Shaped glass sheets are widely used as side windows in vehicles such as automobiles and the like. To be suitable for such an application, flat glass must be precisely shaped to the curvature defined by the window opening. In commercial production of shaped glass sheets, the glass is heated to its softening point by passing it through a tunnel type furnace. After heating the glass, it passes into a shaping station where a lower transfer mold lifts the glass into engagement with an upper vacuum shaping mold. The vacuum mold holds the shaped glass while the transfer mold retracts. The shaped glass is then released from the vacuum and transferred to a cooling station where it is exposed to a tempering medium to impart at least a partial temper in the shaped glass sheet.

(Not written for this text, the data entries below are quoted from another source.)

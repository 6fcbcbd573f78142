//! Composition: [`Book`] + resolved images → ordered [`Section`]s.
//!
//! The composer decides *what* the document contains and in which order;
//! it never touches the network or the file system. Its output is the whole
//! contract with the renderer:
//!
//! ```text
//! Cover ─▶ TableOfContents ─▶ Chapter × n ─▶ [Afterword]
//! ```
//!
//! Every image in the output is either a `LocalAsset` or `Absent`. The run
//! date is captured once per [`Composer`], so composing the same book twice
//! with one composer yields identical documents.

use super::markdown::{convert, escape_html};
use crate::config::{AssemblyConfig, SectionLabels};
use crate::model::{Book, ImageRef, ImageSlot};
use crate::output::{ComposedDocument, DocumentMeta, InlineRun, Section, SectionKind, StructuralNode};
use chrono::{Local, NaiveDate};
use serde::{Deserialize, Serialize};
use std::collections::BTreeMap;
use std::fmt::Write as _;

/// Image references after the asset resolver has run, keyed by slot.
///
/// A slot missing from the map is `Absent`.
#[derive(Debug, Clone, Default, PartialEq, Eq, Serialize, Deserialize)]
pub struct ResolvedImages {
    pub cover: ImageRef,
    /// 0-based chapter index → image.
    pub chapters: BTreeMap<usize, ImageRef>,
}

impl ResolvedImages {
    pub fn insert(&mut self, slot: ImageSlot, image: ImageRef) {
        match slot {
            ImageSlot::Cover => self.cover = image,
            ImageSlot::Chapter(i) => {
                self.chapters.insert(i, image);
            }
        }
    }

    pub fn get(&self, slot: ImageSlot) -> &ImageRef {
        const ABSENT: &ImageRef = &ImageRef::Absent;
        match slot {
            ImageSlot::Cover => &self.cover,
            ImageSlot::Chapter(i) => self.chapters.get(&i).unwrap_or(ABSENT),
        }
    }

    /// Number of slots holding a local file.
    pub fn local_count(&self) -> usize {
        std::iter::once(&self.cover)
            .chain(self.chapters.values())
            .filter(|img| img.local_path().is_some())
            .count()
    }
}

/// Builds a [`ComposedDocument`] from a normalised book.
#[derive(Debug, Clone)]
pub struct Composer {
    labels: Option<SectionLabels>,
    date_format: String,
    date: NaiveDate,
}

impl Composer {
    /// Capture labels, date format and today's date from `config`.
    pub fn new(config: &AssemblyConfig) -> Self {
        Self {
            labels: config.labels.clone(),
            date_format: config.date_format.clone(),
            date: Local::now().date_naive(),
        }
    }

    /// Pin the cover date.
    pub fn with_date(mut self, date: NaiveDate) -> Self {
        self.date = date;
        self
    }

    pub fn compose(&self, book: &Book, images: &ResolvedImages) -> ComposedDocument {
        let labels = SectionLabels::resolve(self.labels.as_ref(), &book.language);
        let date = self.format_date();

        let mut sections = Vec::with_capacity(book.chapters.len() + 3);

        // ── Cover ────────────────────────────────────────────────────────
        let mut cover_body = vec![paragraph(&format!("{} {}", labels.byline, book.author))];
        if let Some(ref publisher) = book.publisher {
            cover_body.push(paragraph(publisher));
        }
        cover_body.push(paragraph(&date));
        sections.push(Section {
            kind: SectionKind::Cover,
            heading: Some(escape_html(&book.title)),
            body: cover_body,
            image: local_only(images.get(ImageSlot::Cover)),
            page_break_before: false,
        });

        // ── Table of contents ────────────────────────────────────────────
        let toc_body = if book.table_of_contents.trim().is_empty() {
            synthesized_toc(book, &labels)
        } else {
            convert(&book.table_of_contents)
        };
        sections.push(Section {
            kind: SectionKind::TableOfContents,
            heading: Some(escape_html(&labels.table_of_contents)),
            body: toc_body,
            image: ImageRef::Absent,
            page_break_before: true,
        });

        // ── Chapters ─────────────────────────────────────────────────────
        for (i, chapter) in book.chapters.iter().enumerate() {
            let title = chapter.title.trim();
            sections.push(Section {
                kind: SectionKind::Chapter,
                heading: (!title.is_empty()).then(|| escape_html(title)),
                body: convert(&chapter.content),
                image: local_only(images.get(ImageSlot::Chapter(i))),
                page_break_before: true,
            });
        }

        // ── Afterword ────────────────────────────────────────────────────
        if let Some(afterword) = book.afterword.as_deref().filter(|a| !a.trim().is_empty()) {
            sections.push(Section {
                kind: SectionKind::Afterword,
                heading: Some(escape_html(&labels.afterword)),
                body: convert(afterword),
                image: ImageRef::Absent,
                page_break_before: true,
            });
        }

        ComposedDocument {
            meta: DocumentMeta {
                title: escape_html(&book.title),
                author: escape_html(&book.author),
                publisher: book.publisher.as_deref().map(escape_html),
                language: escape_html(&book.language),
                keywords: book.topics.iter().map(|t| escape_html(t)).collect(),
                date: escape_html(&date),
            },
            sections,
        }
    }

    fn format_date(&self) -> String {
        let mut out = String::new();
        if write!(out, "{}", self.date.format(&self.date_format)).is_err() {
            return self.date.to_string();
        }
        out
    }
}

/// Introduction, every non-empty chapter title, Conclusion.
fn synthesized_toc(book: &Book, labels: &SectionLabels) -> Vec<StructuralNode> {
    std::iter::once(labels.introduction.as_str())
        .chain(
            book.chapters
                .iter()
                .map(|c| c.title.trim())
                .filter(|t| !t.is_empty()),
        )
        .chain(std::iter::once(labels.conclusion.as_str()))
        .map(|entry| StructuralNode::ListItem {
            ordered: true,
            runs: vec![InlineRun::Text(escape_html(entry))],
        })
        .collect()
}

fn paragraph(text: &str) -> StructuralNode {
    StructuralNode::Paragraph {
        runs: vec![InlineRun::Text(escape_html(text))],
    }
}

fn local_only(image: &ImageRef) -> ImageRef {
    match image {
        ImageRef::LocalAsset { .. } => image.clone(),
        _ => ImageRef::Absent,
    }
}
//! Configuration types for book assembly.
//!
//! All assembly behaviour is controlled through [`AssemblyConfig`], built via
//! its [`AssemblyConfigBuilder`]. One struct holds every knob, so a config can
//! be cloned into concurrent tasks and logged as a unit.

use crate::error::BookError;
use crate::pipeline::generator::ContentGenerator;
use crate::progress::ProgressCallback;
use chrono::format::{Item, StrftimeItems};
use serde::{Deserialize, Serialize};
use std::fmt;
use std::path::PathBuf;
use std::sync::Arc;

/// Configuration for one or many assembly runs.
///
/// Built via [`AssemblyConfig::builder()`] or using
/// [`AssemblyConfig::default()`].
///
/// # Example
/// ```rust
/// use bookgen::AssemblyConfig;
///
/// let config = AssemblyConfig::builder()
///     .asset_dir("/tmp/book-assets")
///     .image_timeout_secs(20)
///     .generator_command("python3", ["ai_generator.py"])
///     .build()
///     .unwrap();
/// ```
#[derive(Clone)]
pub struct AssemblyConfig {
    /// Pre-constructed content generator. Takes precedence over `generator_command`.
    pub generator: Option<Arc<dyn ContentGenerator>>,

    /// Generator executable followed by its leading arguments, e.g.
    /// `["python3", "ai_generator.py"]`. The request arguments
    /// (`book <author> <topics> <language>`) are appended per run.
    pub generator_command: Option<Vec<String>>,

    /// Budget for the whole generator call, in seconds. Default: 1200.
    ///
    /// A full book is several dozen sequential completions on the generator
    /// side, so this is deliberately generous. Exceeding it fails the run with
    /// [`BookError::GenerationTimeout`].
    pub generation_timeout_secs: u64,

    /// Budget for fetching and storing one image, in seconds. Default: 60.
    ///
    /// Exceeding it makes that image `Absent`; the run continues.
    pub image_timeout_secs: u64,

    /// Number of images fetched concurrently within one run. Default: 4.
    pub image_concurrency: usize,

    /// Directory that receives downloaded images. Default: `uploads`.
    ///
    /// May be shared by concurrent runs; file names are uuid-based.
    pub asset_dir: PathBuf,

    /// Directory holding legacy uploaded fragments. Default: none.
    pub fragments_dir: Option<PathBuf>,

    /// Use the fragment store when the generator is missing or fails.
    /// Default: true.
    pub fallback_to_fragments: bool,

    /// Language used when neither request nor generator names one. Default: "English".
    pub default_language: String,

    /// `chrono` format string for the cover date. Default: `%B %Y`.
    pub date_format: String,

    /// User agent sent with image requests.
    pub user_agent: String,

    /// Fixed strings used for synthesized headings and TOC entries.
    /// When `None`, chosen from the book's language via
    /// [`SectionLabels::for_language`].
    pub labels: Option<SectionLabels>,

    /// Optional per-run progress events.
    pub progress_callback: Option<ProgressCallback>,
}

impl Default for AssemblyConfig {
    fn default() -> Self {
        Self {
            generator: None,
            generator_command: None,
            generation_timeout_secs: 1200,
            image_timeout_secs: 60,
            image_concurrency: 4,
            asset_dir: PathBuf::from("uploads"),
            fragments_dir: None,
            fallback_to_fragments: true,
            default_language: "English".to_string(),
            date_format: "%B %Y".to_string(),
            user_agent: format!("bookgen/{}", env!("CARGO_PKG_VERSION")),
            labels: None,
            progress_callback: None,
        }
    }
}

impl fmt::Debug for AssemblyConfig {
    fn fmt(&self, f: &mut fmt::Formatter<'_>) -> fmt::Result {
        f.debug_struct("AssemblyConfig")
            .field("generator", &self.generator.as_ref().map(|_| "<dyn ContentGenerator>"))
            .field("generator_command", &self.generator_command)
            .field("generation_timeout_secs", &self.generation_timeout_secs)
            .field("image_timeout_secs", &self.image_timeout_secs)
            .field("image_concurrency", &self.image_concurrency)
            .field("asset_dir", &self.asset_dir)
            .field("fragments_dir", &self.fragments_dir)
            .field("fallback_to_fragments", &self.fallback_to_fragments)
            .field("default_language", &self.default_language)
            .field("date_format", &self.date_format)
            .field("labels", &self.labels)
            .field(
                "progress_callback",
                &self.progress_callback.as_ref().map(|_| "<dyn AssemblyProgressCallback>"),
            )
            .finish()
    }
}

impl AssemblyConfig {
    /// Create a new builder for `AssemblyConfig`.
    pub fn builder() -> AssemblyConfigBuilder {
        AssemblyConfigBuilder {
            config: Self::default(),
        }
    }
}

/// Builder for [`AssemblyConfig`].
pub struct AssemblyConfigBuilder {
    config: AssemblyConfig,
}

impl fmt::Debug for AssemblyConfigBuilder {
    fn fmt(&self, f: &mut fmt::Formatter<'_>) -> fmt::Result {
        f.debug_struct("AssemblyConfigBuilder")
            .field("config", &self.config)
            .finish()
    }
}

impl AssemblyConfigBuilder {
    pub fn generator(mut self, generator: Arc<dyn ContentGenerator>) -> Self {
        self.config.generator = Some(generator);
        self
    }

    pub fn generator_command<I, S>(mut self, program: impl Into<String>, args: I) -> Self
    where
        I: IntoIterator<Item = S>,
        S: Into<String>,
    {
        let mut command = vec![program.into()];
        command.extend(args.into_iter().map(Into::into));
        self.config.generator_command = Some(command);
        self
    }

    pub fn generation_timeout_secs(mut self, secs: u64) -> Self {
        self.config.generation_timeout_secs = secs;
        self
    }

    pub fn image_timeout_secs(mut self, secs: u64) -> Self {
        self.config.image_timeout_secs = secs;
        self
    }

    pub fn image_concurrency(mut self, n: usize) -> Self {
        self.config.image_concurrency = n.max(1);
        self
    }

    pub fn asset_dir(mut self, dir: impl Into<PathBuf>) -> Self {
        self.config.asset_dir = dir.into();
        self
    }

    pub fn fragments_dir(mut self, dir: impl Into<PathBuf>) -> Self {
        self.config.fragments_dir = Some(dir.into());
        self
    }

    pub fn fallback_to_fragments(mut self, v: bool) -> Self {
        self.config.fallback_to_fragments = v;
        self
    }

    pub fn default_language(mut self, language: impl Into<String>) -> Self {
        self.config.default_language = language.into();
        self
    }

    pub fn date_format(mut self, format: impl Into<String>) -> Self {
        self.config.date_format = format.into();
        self
    }

    pub fn user_agent(mut self, agent: impl Into<String>) -> Self {
        self.config.user_agent = agent.into();
        self
    }

    pub fn labels(mut self, labels: SectionLabels) -> Self {
        self.config.labels = Some(labels);
        self
    }

    pub fn progress_callback(mut self, cb: ProgressCallback) -> Self {
        self.config.progress_callback = Some(cb);
        self
    }

    /// Build the configuration, validating constraints.
    pub fn build(self) -> Result<AssemblyConfig, BookError> {
        let c = &self.config;
        if c.generation_timeout_secs == 0 {
            return Err(BookError::InvalidConfig(
                "Generation timeout must be ≥ 1s".into(),
            ));
        }
        if c.image_timeout_secs == 0 {
            return Err(BookError::InvalidConfig(
                "Image timeout must be ≥ 1s".into(),
            ));
        }
        if let Some(ref cmd) = c.generator_command {
            if cmd.first().map_or(true, |p| p.trim().is_empty()) {
                return Err(BookError::InvalidConfig(
                    "Generator command must name a program".into(),
                ));
            }
        }
        if c.date_format.trim().is_empty() {
            return Err(BookError::InvalidConfig("Date format must not be empty".into()));
        }
        if StrftimeItems::new(&c.date_format).any(|item| matches!(item, Item::Error)) {
            return Err(BookError::InvalidConfig(format!(
                "Invalid date format '{}'",
                c.date_format
            )));
        }
        Ok(self.config)
    }
}

// ── Labels ───────────────────────────────────────────────────────────────

/// Localised fixed strings for synthesized headings and TOC entries.
#[derive(Debug, Clone, PartialEq, Eq, Serialize, Deserialize)]
pub struct SectionLabels {
    pub table_of_contents: String,
    pub introduction: String,
    pub conclusion: String,
    pub afterword: String,
    pub foreword: String,
    /// Prefix of the cover byline, e.g. "By".
    pub byline: String,
    /// Title used when no source provides one.
    pub untitled: String,
}

impl Default for SectionLabels {
    fn default() -> Self {
        Self::english()
    }
}

impl SectionLabels {
    pub fn english() -> Self {
        Self {
            table_of_contents: "Table of Contents".into(),
            introduction: "Introduction".into(),
            conclusion: "Conclusion".into(),
            afterword: "Afterword".into(),
            foreword: "Foreword".into(),
            byline: "By".into(),
            untitled: "Untitled".into(),
        }
    }

    pub fn german() -> Self {
        Self {
            table_of_contents: "Inhaltsverzeichnis".into(),
            introduction: "Einleitung".into(),
            conclusion: "Schluss".into(),
            afterword: "Nachwort".into(),
            foreword: "Vorwort".into(),
            byline: "Von".into(),
            untitled: "Ohne Titel".into(),
        }
    }

    /// Pick labels by language name or code; unknown languages get English.
    pub fn for_language(language: &str) -> Self {
        match language.trim().to_lowercase().as_str() {
            "german" | "deutsch" | "de" | "de-de" => Self::german(),
            _ => Self::english(),
        }
    }

    /// `pinned` labels when configured, otherwise the set for `language`.
    pub fn resolve(pinned: Option<&SectionLabels>, language: &str) -> Self {
        pinned
            .cloned()
            .unwrap_or_else(|| Self::for_language(language))
    }
}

In designing automobiles, it is common practice to have opposite side windows mirror images of each other, that is, the left hand side window is a mirror image of the right hand side window. The windows have the same curvature but in opposite directions. Because these curvatures are often complex in nature, for example, curvature that is asymmetric along the transverse and/or longitudinal center line, separate shaping molds are required to fabricate each window. As a result there is production time lost while molds are being switched and realigned.
It would be highly desirable to have an apparatus that can shape both left and right hand mirror image windows that have complex shapes. Such an apparatus would have a mold with a shaping face capable of shaping both glass sheet shapes.